The goal of Fwiktr v0.1 was to simply get a picture from flickr based on a twitter message. That goal achieved, it was time to make the interface more extensible.
I've now broken fwiktr into performing certain core functions (called services), and then providing a way to edit the input and output of those functions (called transforms). For those of you who are thinking "hey, this setup looks awful familiar", please stop reading my blogs and work and get back to fixing the grid.
Here's what a current run of fwiktr looks like at the moment
- Retrieve Post from Public Timeline of Twitter (via Twitter Service)
- Run cleanup transforms on post (Twitter Post Cleanup Transform - Remove URLs and specific post service information, like @name symbols for twitter directed messages)
- Run post through language parser (Lingua::Identify Service - Right tool for the job, even if it is the wrong language :) )
- Using returned language, choose proper TreeTagger implementation and run Parts of Speech Marking on post (Treetagger ENGLISH - Nouns Only Transform)
Get pictures using ALL search mode for flickr API (Flickr Full AND Transform)
If zero pictures returned, use ANY search mode for flickr API (Flickr Fuck It Transform)

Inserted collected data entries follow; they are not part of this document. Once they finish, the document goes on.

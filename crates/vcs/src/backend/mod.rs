//! VCS backend trait and implementations.
//!
//! Two families of operation are exposed. The contents operations read and
//! write one file per commit, guarded by the blob SHA the caller last saw. The
//! git data operations build a single commit touching many files and then
//! advance a branch, refusing anything that is not a fast-forward.

#[cfg(feature = "github")]
mod github;
#[cfg(feature = "mock")]
mod mock;
mod ro;

#[cfg(feature = "github")]
pub use self::github::GitHubBackend;
#[cfg(feature = "mock")]
pub use self::mock::MockVcs;
pub use self::ro::ReadOnlyVcs;
use crate::error::Result;
use crate::models::{TreeEntry, VcsFile};
use async_trait::async_trait;

#[async_trait]
pub trait VcsBackend: Send + Sync {
    /// Name of the configured backend (used for logging only).
    fn name(&self) -> &str;

    /// Read a file at a branch name or commit SHA.
    async fn get_file(&self, path: &str, reference: &str) -> Result<VcsFile>;

    /// Check whether a file or directory exists at a branch name or commit SHA.
    async fn exists(&self, path: &str, reference: &str) -> Result<bool>;

    /// Create or update a single file as its own commit on `branch`.
    ///
    /// `sha` must be the current blob SHA when updating and `None` when
    /// creating; anything else is a [`Conflict`](crate::error::ErrorKind::Conflict).
    /// Returns the blob SHA of the written content.
    async fn put_file(&self, path: &str, content: &[u8], message: &str, branch: &str, sha: Option<&str>)
    -> Result<String>;

    /// Delete a single file as its own commit on `branch`.
    async fn delete_file(&self, path: &str, message: &str, sha: &str, branch: &str) -> Result<()>;

    /// Resolve a branch to its head commit SHA.
    async fn get_ref(&self, branch: &str) -> Result<String>;

    /// Resolve a commit to its root tree SHA.
    async fn commit_tree(&self, commit: &str) -> Result<String>;

    /// Create a tree by applying `entries` on top of `base_tree`.
    async fn create_tree(&self, base_tree: &str, entries: &[TreeEntry]) -> Result<String>;

    /// Create a commit object. The branch is not moved.
    async fn create_commit(&self, message: &str, tree: &str, parents: &[String]) -> Result<String>;

    /// Point `branch` at `commit`, failing with a conflict unless this is a
    /// fast-forward.
    async fn update_ref(&self, branch: &str, commit: &str) -> Result<()>;
}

All of this is compiled into an XML block which is then shipped to the remote web DB. Instead of trying to wrestle with a generalized SQL schema, I decided to send data in XML form as it is easily mutable and still fairly backwards compatible as long as the DTD is kept generalized. Not to mention, it's less code I have to write at the moment, and I'm more interested in making art than in making a searchable database for the time being (and thanks to the DTD, turning the data into a DB shouldn't be much of a problem at all once I want to do that).
Aside: The XML block is now available for outside parsing, just add "&xml=1" to the end of the art request URL, but I'll warn you, it's a complete mess right now, there's many different formats (that at least all follow the same DTD, but that's it) due to having the DB persist through development of v0.2. I'm gonna write a script to clean things up, but that may be a ways off)
The really nice thing about this setup is that every level (the post retrieval, picture retrieval, language identification, and transform layers) are all completely pluggable, while still providing a fairly robust pipeline for the task. I am very much interested in writing my own parts of speech tagger, language identification algorithms, and other things, but for right now, they work on proven software, and produce output that I can compare my own implementations against once I get around to that.
Which may very well be never.
At this point, I'm pretty happy to let fwiktr run as is for a while. Before I completely call phase 1 finished, I'd like to have an RSS feed, and /maybe/ start taking post requests (i.e. you can hand it a twitter URL and it'll parse it for you).
Here's the plans for the future:
- Implement small, quick user system (maybe using OpenID, 'cause that seems neat, but I'll probably just try to hook into some prebuilt simple CMS, which scares me, 'cause CMS selection is a bitch these days) to allow ratings, favorites, etc... - this is very important for AI training that I can use later
- Create simple DB import utility to make data more accessible
- Implement art overlay rendering (pasting the message back over the picture
Implement seasoning system
The "seasoning" system is something that I'm rather looking forward to implementing. Right now, we're throwing away all URLs and emoticons. However, these are completely valid and useful parts of a message which could be used to seed more tags into a search. The emoticons could be translated into moods (though I'd have to do some statistical analysis on tags first to see if anyone actually uses that), while URLs could be descended into and scraped for some sort of context which could be fed back into the message. There's other metadata that comes along with the message that this idea could be used with too (i.e. using location plus post time to pull weather modifiers from some weather reporting service, adding "clouds" or "sun" or "rain" as tags.
Start phasing out external NLP systems in favor of hand written ones
I'm leaving this step until I have all the features in as I want them, otherwise I'll just get pissed off and quit and leave the project in a half finished, non-working state while I try implementing something someone else has already done. Much better to have a working model to compare against,too.
But, for right now, this is the end of this phase of fwiktr. I've got a couple of other quick one-off projects I want to work on which I'm sure will give me more ideas for this one, and at the rate this turns out pictures, I'll have lots of fun data to play with when I get back to it.